Hematoxylin and Eosin Stain (H&E) Samples were allowed to fixation in 4% paraformaldehyde solution for a minimum period of 24 h before use. Tissues were trimmed, dehydrated by alcohols, and embedded in paraffin. After that, 5 μm serial sections were made. The sections were dewaxed, rehydrated, and incubated in hematoxylin (Zhongshan GoldenBridge Biotechnology Co. Ltd., Beijing, China) for 5 min. After being rinsed with distilled water, the sections were rinsed with 1% hydrochloric acid in 75% alcohol for 20 s, and then incubated in phosphate buffered saline (PBS) for 5 min. The sections were incubated sequentially in 70% and 80% alcohol for 2 min each, and then were stained with Eosin (Zhongshan GoldenBridge Biotechnology Co. Ltd.) for 30 s. After destaining in 95% al-

cohol for 1 min, the sections were dehydrated in 100% alcohol and xylene, and then were mounted for observation under light microscope. The histological distributions of melanin in SF were observed and pictured using a Zeiss camera system (Carl Zeiss AG, Oberkochen, Germany).
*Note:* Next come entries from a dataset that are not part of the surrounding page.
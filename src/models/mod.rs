pub mod config;
pub mod params;

pub use config::{ServerConfig, DEFAULT_MAX_UPLOAD_BYTES};
pub use params::{FitMode, HexColor, OutputFormat, StripMode, TranscodeParams};
//! Common test infrastructure for Panelpress integration tests.
//!
//! Each test file compiles its own copy of this module, so items may appear
//! unused from the perspective of a single test file even though they're
//! used elsewhere.

#![allow(dead_code)]
#![allow(unused_imports)]

pub mod app;
pub mod assertions;
pub mod fixtures;

pub use app::TestApp;
pub use assertions::*;
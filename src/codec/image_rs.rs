use std::io::Cursor;

use image::codecs::jpeg::JpegEncoder;
use image::imageops::{self, FilterType};
use image::{
    DynamicImage, ExtendedColorType, ImageDecoder, ImageFormat, ImageReader, Rgba, RgbaImage,
};
use panel_pixels::{Channels, PixelSurface};

use super::lenient::{self, RawDecode};
use super::{color, Decoded, FitPlan, ImageCodec, Orientation, MAX_ALLOC_BYTES};
use crate::error::TranscodeError;
use crate::models::{FitMode, OutputFormat};

/// [`ImageCodec`] backed by the `image` crate for decoding, orientation,
/// resampling and JPEG, and by `png` + `oxipng` for PNG output.
#[derive(Debug, Clone)]
pub struct ImageRsCodec {
    /// oxipng preset (0..=6)
    png_effort: u8,
}

impl ImageRsCodec {
    pub fn new(png_effort: u8) -> Self {
        Self {
            png_effort: png_effort.min(6),
        }
    }

    /// Normalize a decoded image into an 8-bit RGB or RGBA surface.
    ///
    /// Sources with any alpha channel become RGBA, everything else RGB.
    pub fn to_raw(image: DynamicImage) -> Result<PixelSurface, TranscodeError> {
        let (width, height) = (image.width(), image.height());
        let surface = if image.color().has_alpha() {
            PixelSurface::new(image.into_rgba8().into_raw(), width, height, Channels::Rgba)?
        } else {
            PixelSurface::new(image.into_rgb8().into_raw(), width, height, Channels::Rgb)?
        };
        Ok(surface)
    }

    /// Wrap a raw surface as an image without copying.
    pub fn from_raw(surface: PixelSurface) -> Result<DynamicImage, TranscodeError> {
        let (width, height, channels) = (surface.width(), surface.height(), surface.channels());
        let image = match channels {
            Channels::Rgb => image::RgbImage::from_raw(width, height, surface.into_bytes())
                .map(DynamicImage::ImageRgb8),
            Channels::Rgba => image::RgbaImage::from_raw(width, height, surface.into_bytes())
                .map(DynamicImage::ImageRgba8),
        };
        image.ok_or(TranscodeError::InvalidDimensions { width, height })
    }

    /// Formats without a lenient path go through the `image` decoders.
    fn decode_with_reader(bytes: &[u8], format: ImageFormat) -> Result<RawDecode, TranscodeError> {
        let mut decoder = ImageReader::with_format(Cursor::new(bytes), format)
            .into_decoder()
            .map_err(|e| TranscodeError::Decode(e.to_string()))?;

        let (width, height) = decoder.dimensions();
        lenient::check_alloc(width, height)?;

        let orientation = match decoder.orientation() {
            Ok(o) => Orientation::from_exif(o.to_exif()),
            Err(e) => {
                tracing::debug!(error = %e, "Could not read orientation, assuming none");
                Orientation::Normal
            }
        };
        let icc_profile = decoder.icc_profile().unwrap_or_default();

        // Multi-frame formats yield their first frame
        let image =
            DynamicImage::from_decoder(decoder).map_err(|e| TranscodeError::Decode(e.to_string()))?;

        Ok(RawDecode {
            surface: Self::to_raw(image)?,
            orientation,
            icc_profile,
        })
    }

    fn encode_png(&self, surface: &PixelSurface) -> Result<Vec<u8>, TranscodeError> {
        let color_type = match surface.channels() {
            Channels::Rgb => png::ColorType::Rgb,
            Channels::Rgba => png::ColorType::Rgba,
        };

        // Fast settings, oxipng re-compresses
        let mut buf = Cursor::new(Vec::new());
        {
            let mut encoder = png::Encoder::new(&mut buf, surface.width(), surface.height());
            encoder.set_color(color_type);
            encoder.set_depth(png::BitDepth::Eight);
            encoder.set_compression(png::Compression::Fast);
            encoder.set_filter(png::FilterType::NoFilter);
            let mut writer = encoder
                .write_header()
                .map_err(|e| TranscodeError::Encode(e.to_string()))?;
            writer
                .write_image_data(surface.as_bytes())
                .map_err(|e| TranscodeError::Encode(e.to_string()))?;
        }
        let png_bytes = buf.into_inner();

        // Lossless: reduces bit depth and switches to a palette when the
        // pixels allow it, and drops every ancillary chunk.
        let mut options = oxipng::Options::from_preset(self.png_effort);
        options.strip = oxipng::StripChunks::All;
        options.optimize_alpha = false;

        match oxipng::optimize_from_memory(&png_bytes, &options) {
            Ok(optimized) => Ok(optimized),
            Err(e) => {
                tracing::warn!(error = %e, "oxipng failed, sending unoptimized PNG");
                Ok(png_bytes)
            }
        }
    }

    fn encode_jpeg(surface: &PixelSurface, quality: u8) -> Result<Vec<u8>, TranscodeError> {
        let rgb;
        let source = if surface.channels().has_alpha() {
            rgb = surface.clone().drop_alpha();
            &rgb
        } else {
            surface
        };

        let mut out = Vec::new();
        let mut encoder = JpegEncoder::new_with_quality(&mut out, quality.clamp(1, 100));
        encoder
            .encode(
                source.as_bytes(),
                source.width(),
                source.height(),
                ExtendedColorType::Rgb8,
            )
            .map_err(|e| TranscodeError::Encode(e.to_string()))?;
        Ok(out)
    }
}

impl Default for ImageRsCodec {
    fn default() -> Self {
        Self::new(6)
    }
}

impl ImageCodec for ImageRsCodec {
    fn decode(&self, bytes: &[u8]) -> Result<Decoded, TranscodeError> {
        let format =
            image::guess_format(bytes).map_err(|e| TranscodeError::Decode(e.to_string()))?;
        let raw = match format {
            ImageFormat::Png => lenient::decode_png(bytes)?,
            ImageFormat::Jpeg => lenient::decode_jpeg(bytes)?,
            other => Self::decode_with_reader(bytes, other)?,
        };

        let surface = match raw.icc_profile.as_deref() {
            Some(icc) => color::apply_icc_profile(raw.surface, icc),
            None => raw.surface,
        };

        tracing::debug!(
            ?format,
            width = surface.width(),
            height = surface.height(),
            channels = surface.channels().count(),
            orientation = raw.orientation.to_exif(),
            icc = raw.icc_profile.is_some(),
            "Decoded upload"
        );

        Ok(Decoded {
            surface,
            orientation: raw.orientation,
        })
    }

    fn orient(
        &self,
        surface: PixelSurface,
        orientation: Orientation,
    ) -> Result<PixelSurface, TranscodeError> {
        if orientation == Orientation::Normal {
            return Ok(surface);
        }
        let Some(transform) = image::metadata::Orientation::from_exif(orientation.to_exif()) else {
            return Ok(surface);
        };
        let mut image = Self::from_raw(surface)?;
        image.apply_orientation(transform);
        Self::to_raw(image)
    }

    fn resize(
        &self,
        surface: PixelSurface,
        width: u32,
        height: u32,
        fit: FitMode,
        background: [u8; 4],
    ) -> Result<PixelSurface, TranscodeError> {
        if width == 0 || height == 0 {
            return Err(TranscodeError::InvalidDimensions { width, height });
        }
        if surface.is_empty() {
            return Err(TranscodeError::Resize(format!(
                "source image is {}x{}",
                surface.width(),
                surface.height()
            )));
        }

        let plan = FitPlan::compute(surface.width(), surface.height(), width, height, fit);
        if plan.peak_rgba_bytes() > MAX_ALLOC_BYTES {
            return Err(TranscodeError::Resize(format!(
                "{fit:?} fit of {}x{} into {width}x{height} needs a {}x{} buffer",
                surface.width(),
                surface.height(),
                plan.scaled_width,
                plan.scaled_height
            )));
        }

        let rgba = Self::from_raw(surface)?.into_rgba8();
        let rgba = match plan.crop {
            Some(rect) => {
                imageops::crop_imm(&rgba, rect.x, rect.y, rect.width, rect.height).to_image()
            }
            None => rgba,
        };

        let scaled = if (rgba.width(), rgba.height()) == (plan.scaled_width, plan.scaled_height) {
            rgba
        } else {
            imageops::resize(
                &rgba,
                plan.scaled_width,
                plan.scaled_height,
                FilterType::Lanczos3,
            )
        };

        let output = if plan.needs_canvas() {
            let mut canvas =
                RgbaImage::from_pixel(plan.canvas_width, plan.canvas_height, Rgba(background));
            imageops::replace(&mut canvas, &scaled, plan.offset_x, plan.offset_y);
            canvas
        } else {
            scaled
        };

        Self::to_raw(DynamicImage::ImageRgba8(output))
    }

    fn encode(
        &self,
        surface: &PixelSurface,
        format: OutputFormat,
        quality: u8,
    ) -> Result<Vec<u8>, TranscodeError> {
        if surface.is_empty() {
            return Err(TranscodeError::InvalidDimensions {
                width: surface.width(),
                height: surface.height(),
            });
        }

        match format {
            OutputFormat::Png => self.encode_png(surface),
            OutputFormat::Jpeg => Self::encode_jpeg(surface, quality),
            OutputFormat::Rgb565 => Err(TranscodeError::UnsupportedFormat(format.as_str())),
        }
    }
}
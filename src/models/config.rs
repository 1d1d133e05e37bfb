use serde::Deserialize;
use std::path::Path;

/// 20 MiB
pub const DEFAULT_MAX_UPLOAD_BYTES: usize = 20 * 1024 * 1024;

/// Server configuration, read once at startup.
///
/// Values come from an optional YAML file, then environment overrides
/// (`BIND_ADDR`, `PORT`, `CORS_ORIGIN`).
#[derive(Debug, Deserialize, Clone, PartialEq, Eq)]
pub struct ServerConfig {
    /// Listen address
    #[serde(default = "default_bind_addr")]
    pub bind_addr: String,

    /// Value for `Access-Control-Allow-Origin` (`*` allows any origin)
    #[serde(default = "default_cors_origin")]
    pub cors_origin: String,

    /// Largest accepted upload file, in bytes
    #[serde(default = "default_max_upload_bytes")]
    pub max_upload_bytes: usize,

    /// oxipng preset used for PNG output (0 = fastest, 6 = smallest)
    #[serde(default = "default_png_effort")]
    pub png_effort: u8,
}

fn default_bind_addr() -> String {
    "0.0.0.0:8080".to_string()
}

fn default_cors_origin() -> String {
    "*".to_string()
}

fn default_max_upload_bytes() -> usize {
    DEFAULT_MAX_UPLOAD_BYTES
}

fn default_png_effort() -> u8 {
    6
}

impl ServerConfig {
    /// Load configuration from an optional YAML file, falling back to
    /// defaults if the file is missing or invalid.
    pub fn load(config_file: Option<&Path>) -> Self {
        let Some(path) = config_file else {
            return Self::default();
        };

        match std::fs::read_to_string(path) {
            Ok(content) => match serde_yaml::from_str::<Self>(&content) {
                Ok(config) => {
                    let config = config.normalized();
                    tracing::info!(
                        path = %path.display(),
                        bind_addr = %config.bind_addr,
                        max_upload_bytes = config.max_upload_bytes,
                        "Loaded configuration"
                    );
                    config
                }
                Err(e) => {
                    tracing::warn!(%e, path = %path.display(), "Failed to parse config, using defaults");
                    Self::default()
                }
            },
            Err(e) => {
                tracing::warn!(%e, path = %path.display(), "Failed to read config, using defaults");
                Self::default()
            }
        }
    }

    /// Apply environment overrides using the given lookup.
    ///
    /// `BIND_ADDR` wins over `PORT`; `PORT` binds all interfaces.
    pub fn with_env_overrides<F>(mut self, lookup: F) -> Self
    where
        F: Fn(&str) -> Option<String>,
    {
        if let Some(addr) = lookup("BIND_ADDR").filter(|v| !v.is_empty()) {
            self.bind_addr = addr;
        } else if let Some(port) = lookup("PORT").and_then(|v| v.trim().parse::<u16>().ok()) {
            self.bind_addr = format!("0.0.0.0:{port}");
        }

        if let Some(origin) = lookup("CORS_ORIGIN").filter(|v| !v.is_empty()) {
            self.cors_origin = origin;
        }

        self
    }

    /// Load from `CONFIG_FILE` (if set) and apply process environment
    /// overrides.
    pub fn from_env() -> Self {
        let config_file = std::env::var("CONFIG_FILE").ok();
        Self::load(config_file.as_deref().map(Path::new))
            .with_env_overrides(|key| std::env::var(key).ok())
    }

    fn normalized(mut self) -> Self {
        self.png_effort = self.png_effort.min(6);
        if self.max_upload_bytes == 0 {
            self.max_upload_bytes = DEFAULT_MAX_UPLOAD_BYTES;
        }
        self
    }
}

impl Default for ServerConfig {
    fn default() -> Self {
        Self {
            bind_addr: default_bind_addr(),
            cors_origin: default_cors_origin(),
            max_upload_bytes: default_max_upload_bytes(),
            png_effort: default_png_effort(),
        }
    }
}
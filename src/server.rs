//! HTTP server setup and configuration.
//!
//! This module provides the router and application state used by both
//! the production server and integration tests.

use axum::{
    extract::{multipart::MultipartRejection, DefaultBodyLimit, Multipart, Query, State},
    http::{
        header::{ACCEPT, CONNECTION, CONTENT_TYPE},
        HeaderValue, Method,
    },
    response::Response,
    routing::{get, post},
    Router,
};
use std::collections::HashMap;
use std::sync::Arc;
use tower_http::{
    cors::{Any, CorsLayer},
    set_header::SetResponseHeaderLayer,
    trace::TraceLayer,
};

use crate::api;
use crate::error::ApiError;
use crate::models::ServerConfig;
use crate::services::Transcoder;

/// Room for multipart boundaries and part headers on top of the file limit.
const MULTIPART_OVERHEAD_BYTES: usize = 64 * 1024;

/// Application state shared across all handlers.
#[derive(Clone)]
pub struct AppState {
    pub config: Arc<ServerConfig>,
    pub transcoder: Arc<Transcoder>,
}

/// Create application state from a loaded configuration.
pub fn create_app_state(config: ServerConfig) -> AppState {
    let transcoder = Arc::new(Transcoder::with_png_effort(config.png_effort));
    AppState {
        config: Arc::new(config),
        transcoder,
    }
}

/// Build the API router with all endpoints and middleware.
///
/// This is the core router used by both production and tests.
/// It includes the `Connection: close` header to prevent connection
/// accumulation from ESP32 clients.
pub fn build_router(state: AppState) -> Router {
    let body_limit = state
        .config
        .max_upload_bytes
        .saturating_add(MULTIPART_OVERHEAD_BYTES);
    let cors = cors_layer(&state.config.cors_origin);

    Router::new()
        .route(
            "/optimize",
            post(handle_optimize).layer(DefaultBodyLimit::max(body_limit)),
        )
        // Health check
        .route("/health", get(api::handle_health))
        // Add state and tracing
        .with_state(state)
        .layer(TraceLayer::new_for_http())
        .layer(cors)
        // Disable keep-alive: ESP32 HTTPClient defaults to keep-alive but never
        // reuses connections, causing orphaned connections to accumulate.
        .layer(SetResponseHeaderLayer::overriding(
            CONNECTION,
            HeaderValue::from_static("close"),
        ))
}

/// CORS for the panel's web UI, which is served from the device on the LAN.
fn cors_layer(origin: &str) -> CorsLayer {
    let layer = CorsLayer::new()
        .allow_methods([Method::GET, Method::POST, Method::OPTIONS])
        .allow_headers([CONTENT_TYPE, ACCEPT])
        .expose_headers([api::X_WIDTH, api::X_HEIGHT, api::X_FORMAT]);

    if origin == "*" {
        return layer.allow_origin(Any);
    }

    match HeaderValue::from_str(origin) {
        Ok(value) => layer.allow_origin(value),
        Err(e) => {
            tracing::warn!(%e, origin, "Invalid CORS origin, allowing any origin");
            layer.allow_origin(Any)
        }
    }
}

// Wrapper handler to extract state components for the underlying API handler

async fn handle_optimize(
    State(state): State<AppState>,
    query: Query<HashMap<String, String>>,
    multipart: Result<Multipart, MultipartRejection>,
) -> Result<Response, ApiError> {
    api::handle_optimize(
        State(state.transcoder),
        State(state.config),
        query,
        multipart,
    )
    .await
}
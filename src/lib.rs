//! Panelpress - image transcoding for fixed-geometry panels
//!
//! Accepts an uploaded image over HTTP, fits it to the panel size and returns
//! PNG, JPEG or a raw little-endian RGB565 frame buffer ready for an LCD
//! driver. This library exposes modules for integration testing.

pub mod api;
pub mod codec;
pub mod error;
pub mod models;
pub mod server;
pub mod services;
Immunofluorescence Frozen tissue samples were trimmed and embedded in OCT (Leica Camera AG, Wetzlar, Germany), and then were made for 7 μm serial frozen sections. After dried at room temperature, the sections were fixed in 4% paraformaldehyde solution for 10 min. Rinsed with distilled water, the sections were incubated in 3% hydrogen peroxide solution for 15 min. Then the sections were washed with the distilled water and blocked with 1% bovine serum albumin (BSA) for 20 min. All the above operations were performed at room temperature. The sections were incubated with FITC labeled MAA (1:500, Vector Labs, Burlingame, CA) or SNA (1:500, Vector Labs) for overnight at 4◦ C in a humidified chamber. After being rinsed with PBS, the sections were mounted for observation under a fluorescence microscope.

Immunohistochemistry Frozen sections were washed with distilled water and incubated in 3% hydrogen peroxide solution for 15 min at room temperature. Then the sections were washed with the distilled water and blocked with 1% BSA for 20 min at room temperature. The sections were incubated with primary antibody mouse anti-chicken Bu-1b (1:100, Santa Cruz Biotechnology, Inc., Dallas, TX), mouse anti-chicken CD3 (1:100, Southern Biotech, Birmingham, AL) and rat anti-chicken F4/80 (1:100, Santa Cruz Biotechnology, Inc.) overnight at 4◦ C. After rinsing with PBS, sections were incubated with the cognate secondary antibodies (goat anti-mouse IgG or goat anti-rat IgG) conjugated with horseradish peroxidase (Zymed Laboratories Inc., Beijing, China) at room temperature for 1 h. After reacted with diaminobenzidine as chromogen (Zymed Laboratories Inc.) for 10 min at room temperature in dark, the sections were counterstained with hematoxylin. For the negative control, the primary antibody was replaced with PBS. The number of CD3, Bu-1b and F4/80 cells were estimated by counting the cells in 10 independent microscopic fields at 200× magnification and the mean numbers of positive cells were calculated. Samples were coded and examined by a single investigator to eliminate sampling bias.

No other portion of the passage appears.